Another condition required by the principle of legality is that the law cannot go into the past. In other words, no one can be punished for an act that was not a crime at the time it was committed, or because the act was later regulated as a crime.
Another condition brought by the principle of legality is the prohibition of comparison against the perpetrator. In legal science, analogy means that if there is a gap in the law, this gap is filled by finding the most similar legal rule. Comparison in criminal law, in the 3rd paragraph of Article 2 of the Turkish Penal Code No. 5237, “Comparison cannot be made in the implementation of the provisions of the laws that include crime and punishment.” not applicable as stated.

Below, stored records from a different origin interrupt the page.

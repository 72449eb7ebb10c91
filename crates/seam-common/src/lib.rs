// Copyright (c) 2025 Geoffrey Huntley <ghuntley@ghuntley.com>. All rights reserved.
// SPDX-License-Identifier: Proprietary

//! Common types and utilities shared across the seam gateway crates:
//!
//! - [`Secret<T>`]: a wrapper that prevents accidental logging of sensitive
//!   values
//! - [`TunnelKeyPair`] and friends: Curve25519 key material in the tunnel
//!   protocol's base64 encoding
//! - [`ServerIdentity`]: the validated public identity (key + endpoint)
//!   handed to profile generation
//! - [`command`]: a thin runner for external tools with typed failures

pub mod command;
pub mod identity;
pub mod keys;
pub mod keys_file;
pub mod secret;

pub use command::{run_command, CommandError};
pub use identity::{IdentityError, ServerIdentity};
pub use keys::{KeyError, TunnelKeyPair, TunnelPrivateKey, TunnelPublicKey};
pub use keys_file::{
	get_or_create_server_key, load_key_env, load_key_from_file, save_key_to_file, KeyFileError,
};
pub use secret::{Secret, SecretString, REDACTED};
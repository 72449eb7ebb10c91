// Copyright (c) 2025 Geoffrey Huntley <ghuntley@ghuntley.com>. All rights reserved.
// SPDX-License-Identifier: Proprietary

//! Curve25519 key material for the tunnel protocol.
//!
//! Keys are encoded with padded base64, as the tunnel configuration format
//! dictates. Private keys are redacted in Debug/Display/Serialize and
//! zeroized on drop.

use crate::secret::Secret;
use base64::engine::general_purpose::STANDARD;
use base64::Engine;
use rand::rngs::OsRng;
use serde::{Deserialize, Deserializer, Serialize, Serializer};
use std::fmt;
use thiserror::Error;
use x25519_dalek::{PublicKey, StaticSecret};
use zeroize::Zeroize;

#[derive(Error, Debug)]
pub enum KeyError {
	#[error("invalid key length: expected 32 bytes, got {0}")]
	InvalidLength(usize),

	#[error("invalid base64 encoding: {0}")]
	InvalidBase64(#[from] base64::DecodeError),

	#[error("invalid hex encoding: {0}")]
	InvalidHex(#[from] hex::FromHexError),
}

pub type Result<T> = std::result::Result<T, KeyError>;

#[derive(Clone, Zeroize)]
#[zeroize(drop)]
pub struct TunnelPrivateKey {
	bytes: [u8; 32],
}

impl TunnelPrivateKey {
	pub fn generate() -> Self {
		let secret = StaticSecret::random_from_rng(OsRng);
		Self {
			bytes: secret.to_bytes(),
		}
	}

	pub fn from_bytes(bytes: [u8; 32]) -> Self {
		Self { bytes }
	}

	pub fn from_base64(s: &str) -> Result<Self> {
		let bytes = STANDARD.decode(s)?;
		if bytes.len() != 32 {
			return Err(KeyError::InvalidLength(bytes.len()));
		}
		let mut arr = [0u8; 32];
		arr.copy_from_slice(&bytes);
		Ok(Self { bytes: arr })
	}

	pub fn to_base64(&self) -> Secret<String> {
		Secret::new(STANDARD.encode(self.bytes))
	}

	pub fn public_key(&self) -> TunnelPublicKey {
		let secret = StaticSecret::from(self.bytes);
		let public = PublicKey::from(&secret);
		TunnelPublicKey {
			bytes: *public.as_bytes(),
		}
	}

	pub fn expose_bytes(&self) -> &[u8; 32] {
		&self.bytes
	}
}

impl fmt::Debug for TunnelPrivateKey {
	fn fmt(&self, f: &mut fmt::Formatter<'_>) -> fmt::Result {
		f.debug_struct("TunnelPrivateKey")
			.field("bytes", &"[REDACTED]")
			.finish()
	}
}

impl fmt::Display for TunnelPrivateKey {
	fn fmt(&self, f: &mut fmt::Formatter<'_>) -> fmt::Result {
		f.write_str("[REDACTED]")
	}
}

impl Serialize for TunnelPrivateKey {
	fn serialize<S>(&self, serializer: S) -> std::result::Result<S::Ok, S::Error>
	where
		S: Serializer,
	{
		serializer.serialize_str("[REDACTED]")
	}
}

impl<'de> Deserialize<'de> for TunnelPrivateKey {
	fn deserialize<D>(deserializer: D) -> std::result::Result<Self, D::Error>
	where
		D: Deserializer<'de>,
	{
		let s = String::deserialize(deserializer)?;
		Self::from_base64(&s).map_err(serde::de::Error::custom)
	}
}

#[derive(Clone, Copy, PartialEq, Eq, Hash, PartialOrd, Ord)]
pub struct TunnelPublicKey {
	bytes: [u8; 32],
}

impl TunnelPublicKey {
	pub fn from_bytes(bytes: [u8; 32]) -> Self {
		Self { bytes }
	}

	pub fn from_base64(s: &str) -> Result<Self> {
		let bytes = STANDARD.decode(s)?;
		if bytes.len() != 32 {
			return Err(KeyError::InvalidLength(bytes.len()));
		}
		let mut arr = [0u8; 32];
		arr.copy_from_slice(&bytes);
		Ok(Self { bytes: arr })
	}

	pub fn from_hex(s: &str) -> Result<Self> {
		let bytes = hex::decode(s)?;
		if bytes.len() != 32 {
			return Err(KeyError::InvalidLength(bytes.len()));
		}
		let mut arr = [0u8; 32];
		arr.copy_from_slice(&bytes);
		Ok(Self { bytes: arr })
	}

	pub fn to_base64(&self) -> String {
		STANDARD.encode(self.bytes)
	}

	pub fn as_bytes(&self) -> &[u8; 32] {
		&self.bytes
	}
}

impl fmt::Debug for TunnelPublicKey {
	fn fmt(&self, f: &mut fmt::Formatter<'_>) -> fmt::Result {
		let b64 = self.to_base64();
		let prefix = if b64.len() >= 8 { &b64[..8] } else { &b64 };
		f.debug_struct("TunnelPublicKey")
			.field("prefix", &format!("{}...", prefix))
			.finish()
	}
}

impl fmt::Display for TunnelPublicKey {
	fn fmt(&self, f: &mut fmt::Formatter<'_>) -> fmt::Result {
		f.write_str(&self.to_base64())
	}
}

impl Serialize for TunnelPublicKey {
	fn serialize<S>(&self, serializer: S) -> std::result::Result<S::Ok, S::Error>
	where
		S: Serializer,
	{
		serializer.serialize_str(&self.to_base64())
	}
}

impl<'de> Deserialize<'de> for TunnelPublicKey {
	fn deserialize<D>(deserializer: D) -> std::result::Result<Self, D::Error>
	where
		D: Deserializer<'de>,
	{
		let s = String::deserialize(deserializer)?;
		Self::from_base64(&s).map_err(serde::de::Error::custom)
	}
}

#[derive(Clone)]
pub struct TunnelKeyPair {
	private: TunnelPrivateKey,
	public: TunnelPublicKey,
}

impl TunnelKeyPair {
	pub fn generate() -> Self {
		let private = TunnelPrivateKey::generate();
		let public = private.public_key();
		Self { private, public }
	}

	pub fn from_private_key(private: TunnelPrivateKey) -> Self {
		let public = private.public_key();
		Self { private, public }
	}

	pub fn from_base64(private_key_base64: &str) -> Result<Self> {
		let private = TunnelPrivateKey::from_base64(private_key_base64)?;
		Ok(Self::from_private_key(private))
	}

	pub fn private_key(&self) -> &TunnelPrivateKey {
		&self.private
	}

	pub fn public_key(&self) -> &TunnelPublicKey {
		&self.public
	}
}

impl fmt::Debug for TunnelKeyPair {
	fn fmt(&self, f: &mut fmt::Formatter<'_>) -> fmt::Result {
		f.debug_struct("TunnelKeyPair")
			.field("private", &self.private)
			.field("public", &self.public)
			.finish()
	}
}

Principle of Flaw in Crime and Punishment
In the sense of criminal law, fault is the knowing and willful committing of an act by a person who has the ability to imput. That is, in order for the perpetrator to be punished, he must have done the act knowingly and willingly. The principle that only the perpetrator who committed the act can be punished is derived from this principle. This principle is also included in the first paragraph of Article 20 of the Turkish Penal Code No. 5237: “Criminal responsibility is personal. No one can be held responsible for someone else’s actions.”
Elements of Crime
Certain elements must be present for an act to constitute a punishable offence. The basic elements that make up the crime are the legal element, the material element, the illegal element and the moral element.
The legal element is that an act that has been committed is in full compliance with the definition of crime regulated in the penal code. This element is also called typicality. For example, in order for the crime of theft to take place, the perpetrator must “take a movable property belonging to someone else without the consent of the owner, in order to benefit himself or someone else”. If there is no one of these elements defined in the law, for example, if the owner of the property has the consent of the possessor, the legal element of the theft crime does not occur.
Material Element of Crime
For a crime to occur, the perpetrator must commit an act. What is meant by the verb is that a person voluntarily creates a work that changes the outside world. For example, reflex movements or movements performed by an epileptic patient when he loses consciousness do not have an element of verb.
Moral Element of Crime
The legal typicality is that the current unlawful act is done knowingly and voluntarily by a person who has the ability to impute. At the same time, this element is the reflection of the principle that there is no perfect crime and punishment, which is one of the universal principles of criminal law, on the elements that make up the crime. Even if an action carries all the elements mentioned above, if the person does not have the intention, the action of the person may not require punishment because of the absence of the moral element. Penalties stipulated for acts committed as a result of negligence are excluded from this.